Objective: To investigate the efficacy of fluconazole prophylaxis against systemic fungal infections in HIV-positive patients.
Design: Open label treatment compared with historical controls.
Setting: Patients were seen at the Parkland Memorial Hospital HIV Clinic, Dallas, Texas, USA between 1 March 1990 and 28 February 1991.
Patients, participants: Three hundred and thirty-seven historical controls were followed for 157 patient-years, and 329 fluconazole-treated patients for 145 patient-years.
Interventions: Fluconazole (100 mg daily) was administered to all patients with CD4 lymphocyte counts less than 68 x 10(6)/l seen at our HIV clinic after 1 March 1990.

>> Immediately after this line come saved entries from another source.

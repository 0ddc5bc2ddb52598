//! Scheduling of the polyhedral program.
//!
//! Statements are partitioned into finite and infinite; dependencies are
//! extracted by composing write relations with inverted read relations;
//! the schedule solver balances per-statement rates (iterations per
//! period) along the dependency edges, orders statements topologically,
//! and picks offsets by longest-path relaxation. The infinite schedule is
//! then split into an init prefix and one period, and both halves are
//! combined with the finite schedule behind a leading −1/0 dimension.

use super::set::*;
use super::*;
use crate::compiler::fir::Extent;
use num_integer::Integer;
use num_rational::Ratio;
use num_traits::Signed;
use std::collections::HashMap;
use thiserror::Error;

#[derive(Debug, Error, Clone)]
pub enum ScheduleError {
    #[error("scheduler failure: {detail}")]
    Failure { detail: String },
    #[error("statements disagree on {what} for array '{array}'")]
    Inconsistent { what: String, array: String },
}

fn failure(detail: impl Into<String>) -> ScheduleError {
    ScheduleError::Failure {
        detail: detail.into(),
    }
}

/// Which schedules exist, derived strictly from the input partition.
#[derive(Debug, Clone, Copy, PartialEq, Eq)]
pub enum ScheduleKind {
    Empty,
    FiniteOnly,
    InfiniteOnly,
    Combined,
}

Main outcome measures: Lysis-centrifugation blood cultures were recorded monthly for all patients during both study periods.

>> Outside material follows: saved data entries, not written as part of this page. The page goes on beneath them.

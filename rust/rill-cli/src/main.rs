//! rillc — command-line interface for the Rill compiler.

use clap::Parser as ClapParser;
use rill_compiler::compiler::ast::print_module;
use rill_compiler::compiler::lexer::dump_tokens;
use rill_compiler::compiler::lower::ArgType;
use rill_compiler::{CompileError, Evaluation};
use rill_core::location::SourceModule;
use std::io::IsTerminal;
use std::path::{Path, PathBuf};
use std::process::ExitCode;

mod exit {
    pub const OK: u8 = 0;
    pub const COMMAND_LINE: u8 = 1;
    pub const IO: u8 = 2;
}

fn cyan(s: &str) -> String {
    format!("\x1b[36m{}\x1b[0m", s)
}
fn bold(s: &str) -> String {
    format!("\x1b[1m{}\x1b[0m", s)
}

#[derive(ClapParser)]
#[command(
    name = "rillc",
    version,
    about = "Compiler for the Rill stream-processing language"
)]
struct Cli {
    /// Input source file
    input: PathBuf,

    /// Output file name (default: 'out.ll'); the interface description
    /// goes next to it with a '.desc' extension
    #[arg(short, long, default_value = "out.ll")]
    output: PathBuf,

    /// Print all tokens produced by the lexical scanner
    #[arg(short = 't', long)]
    print_tokens: bool,

    /// Print the abstract syntax tree produced by the parser
    #[arg(short = 's', long)]
    print_ast: bool,

    /// List all top-level declarations with their types
    #[arg(short = 'l', long)]
    list_symbols: bool,

    /// Generate output for <SYMBOL> with the given argument types; each
    /// following argument is 'int', 'real', or '[N1,N2,...]' with every
    /// Ni a positive integer or 'inf'
    #[arg(short = 'g', long, alias = "gen", num_args = 1.., value_name = "SYMBOL [ARG]...")]
    generate: Option<Vec<String>>,
}

fn parse_eval_arg(arg: &str) -> Result<ArgType, String> {
    use rill_compiler::compiler::fir::Extent;
    if arg == "int" {
        return Ok(ArgType::Int);
    }
    if arg == "real" {
        return Ok(ArgType::Real);
    }
    if arg.len() >= 3 && arg.starts_with('[') && arg.ends_with(']') {
        let mut sizes = Vec::new();
        for elem in arg[1..arg.len() - 1].split(',') {
            let elem = elem.trim();
            if elem == "inf" {
                sizes.push(Extent::Infinite);
            } else {
                match elem.parse::<i64>() {
                    Ok(n) if n > 0 => sizes.push(Extent::Finite(n)),
                    _ => return Err(format!("invalid stream argument: {}", arg)),
                }
            }
        }
        return Ok(ArgType::Stream(sizes));
    }
    Err(format!("invalid argument type: {}", arg))
}

fn report(err: &CompileError, module: &SourceModule) {
    let ansi = std::io::stderr().is_terminal();
    eprint!("{}", rill_compiler::render_error(err, module, ansi));
}

fn main() -> ExitCode {
    let cli = match Cli::try_parse() {
        Ok(cli) => cli,
        Err(e) if e.use_stderr() => {
            eprint!("{}", e);
            return ExitCode::from(exit::COMMAND_LINE);
        }
        Err(e) => {
            // --help / --version
            print!("{}", e);
            return ExitCode::from(exit::OK);
        }
    };

    let evaluation = match &cli.generate {
        Some(parts) => {
            let name = parts[0].clone();
            let mut args = Vec::new();
            for raw in &parts[1..] {
                match parse_eval_arg(raw) {
                    Ok(a) => args.push(a),
                    Err(msg) => {
                        eprintln!("error: {}", msg);
                        return ExitCode::from(exit::COMMAND_LINE);
                    }
                }
            }
            Some(Evaluation { name, args })
        }
        None => None,
    };

    let text = match std::fs::read_to_string(&cli.input) {
        Ok(text) => text,
        Err(e) => {
            eprintln!(
                "error: failed to open input file '{}': {}",
                cli.input.display(),
                e
            );
            return ExitCode::from(exit::IO);
        }
    };
    let name = cli
        .input
        .file_stem()
        .map(|s| s.to_string_lossy().into_owned())
        .unwrap_or_else(|| "input".to_string());
    let module = SourceModule {
        name,
        path: Some(cli.input.display().to_string()),
        text,
    };

    match run(&cli, &module, evaluation) {
        Ok(code) => code,
        Err(err) => {
            report(&err, &module);
            ExitCode::from(err.exit_code() as u8)
        }
    }
}

fn run(
    cli: &Cli,
    module: &SourceModule,
    evaluation: Option<Evaluation>,
) -> Result<ExitCode, CompileError> {
    let tokens = rill_compiler::tokenize(module)?;
    if cli.print_tokens {
        println!("{}", bold("== Tokens =="));
        print!("{}", dump_tokens(&tokens));
    }

    let ast = rill_compiler::parse(tokens)?;
    if cli.print_ast {
        println!("{}", bold("== Abstract Syntax Tree =="));
        print!("{}", print_module(&ast));
    }

    let mut model = rill_compiler::build_model(&ast)?;
    if cli.list_symbols {
        rill_compiler::check(&mut model)?;
        println!("{}", bold("== Symbols =="));
        print!("{}", rill_compiler::list_symbols(&model));
    }

    let Some(evaluation) = evaluation else {
        return Ok(ExitCode::from(exit::OK));
    };

    rill_compiler::check(&mut model)?;
    let mut program = rill_compiler::lower_evaluation(&mut model, &evaluation)?;
    let sched = rill_compiler::schedule_program(&mut program)?;
    let artifacts = rill_compiler::emit_artifacts(program, &sched)?;

    if let Err(e) = std::fs::write(&cli.output, &artifacts.target_text) {
        eprintln!(
            "error: could not open output file '{}': {}",
            cli.output.display(),
            e
        );
        return Ok(ExitCode::from(exit::IO));
    }
    let desc_path: PathBuf = cli.output.with_extension("desc");
    let desc_json = serde_json::to_string_pretty(&artifacts.description)
        .expect("description serializes");
    if let Err(e) = std::fs::write(&desc_path, desc_json) {
        eprintln!(
            "error: could not open description output file '{}': {}",
            desc_path.display(),
            e
        );
        return Ok(ExitCode::from(exit::IO));
    }

    println!(
        "{} {} -> {}, {}",
        cyan("compiled"),
        evaluation.name,
        display_rel(&cli.output),
        display_rel(&desc_path)
    );
    Ok(ExitCode::from(exit::OK))
}

fn display_rel(path: &Path) -> String {
    path.display().to_string()
}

Results: Twenty infections (16 cryptococcosis, four histoplasmosis) occurred in 337 historical reference control patients (product-limit 1-year incidence, 7.5 +/- 2.0/year). Four infections (one cryptococcosis, three histoplasmosis) occurred in the treated patient group (product-limit 1-year incidence, 1.8 +/- 0.9/year).
Conclusions: Fluconazole warrants further evaluation for prophylaxis against systemic fungal infections in HIV-positive patients.